Vaccines and autism: Many hypotheses, but no correlation

Jan 30, 2009

An extensive new review summarizes the many studies refuting the claim of a link between vaccines and autism. The review, in the February 15, 2009 issue of Clinical Infectious Diseases and now available online, looks at the three main hypotheses and shows how epidemiological and biological studies refute these claims.

"When one hypothesis of how vaccines cause autism is refuted, another invariably springs up to take its place," said study author Paul Offit, MD, of the Children's Hospital of Philadelphia. Fears about vaccines are pushing down immunization rates and having a real impact on public health, he added. Vaccine refusal is contributing to the current increase in Haemophilus influenzae cases in Minnesota—including the death of one child—and was a factor in last year's measles outbreak in California.
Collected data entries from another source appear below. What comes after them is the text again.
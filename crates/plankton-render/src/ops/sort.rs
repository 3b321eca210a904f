//! `SortExec`: partition count passes through (each partition sorts
//! independently); the declared expression list becomes the known ordering.

use super::common::{self, InputMode};
use crate::model::NodeLayout;
use crate::session::Session;
use crate::Result;
use plankton_core::{expr, PlanNode};

pub(super) fn layout(s: &mut Session, node: &PlanNode, x: f64, y: f64) -> Result<NodeLayout> {
    let details = common::detail_lines(node, &["expr", "preserve_partitioning"]);
    let chain = common::layout_chain(
        s,
        node,
        x,
        y,
        &node.operator,
        &details,
        InputMode::AtLeastOne,
    )?;

    let count = chain.input_total;
    let positions = common::passthrough_positions(&chain.node_box, count, chain.children.first());
    let (columns, _) = common::inherit_columns(&chain.children);
    let sort_order = sort_keys(node);

    Ok(common::chain_result(chain, count, positions, columns, sort_order))
}

/// The columns a sort declares, in key order: `expr=[a@0 ASC, b@1 DESC]`
/// (or the key-less bracket form) -> `[a, b]`.
pub(super) fn sort_keys(node: &PlanNode) -> Vec<String> {
    node.property_or_bare("expr", |frag| frag.starts_with('['))
        .and_then(expr::bracket_list)
        .map(|items| {
            items
                .into_iter()
                .map(|i| expr::sort_column(i).to_string())
                .collect()
        })
        .unwrap_or_default()
}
The controversy began with a 1998 study in The Lancet that suggested a link between the combination measles-mumps-rubella (MMR) vaccine and autism. Dr. Offit and co-author Jeffrey Gerber, MD, PhD, also of the Children's Hospital of Philadelphia, reviewed more than a dozen large studies, conducted in five different countries, that used different methods to address the issue, and concluded that no data supported the association between the MMR vaccine and autism. The correlation between MMR vaccine and the appearance of autism symptoms is merely coincidental, the authors say, because the MMR vaccine is given at the age when autism symptoms usually appear.

Also hypothesized as a cause has been the ethylmercury-containing preservative thimerosal, which was used in vaccines for over 50 years. However, the authors review seven studies from five countries that show that the presence or absence of thimerosal in vaccines did not affect autism rates.

The third suggestion has been that the simultaneous administration of multiple vaccines overwhelms or weakens the immune system. The authors explain that children's immune systems routinely handle much more than the relatively small amount of material contained in vaccines. Furthermore, today's vaccines contain many fewer immune-triggering components than those from decades past. Regardless, autism is not triggered by an immune response, the authors say.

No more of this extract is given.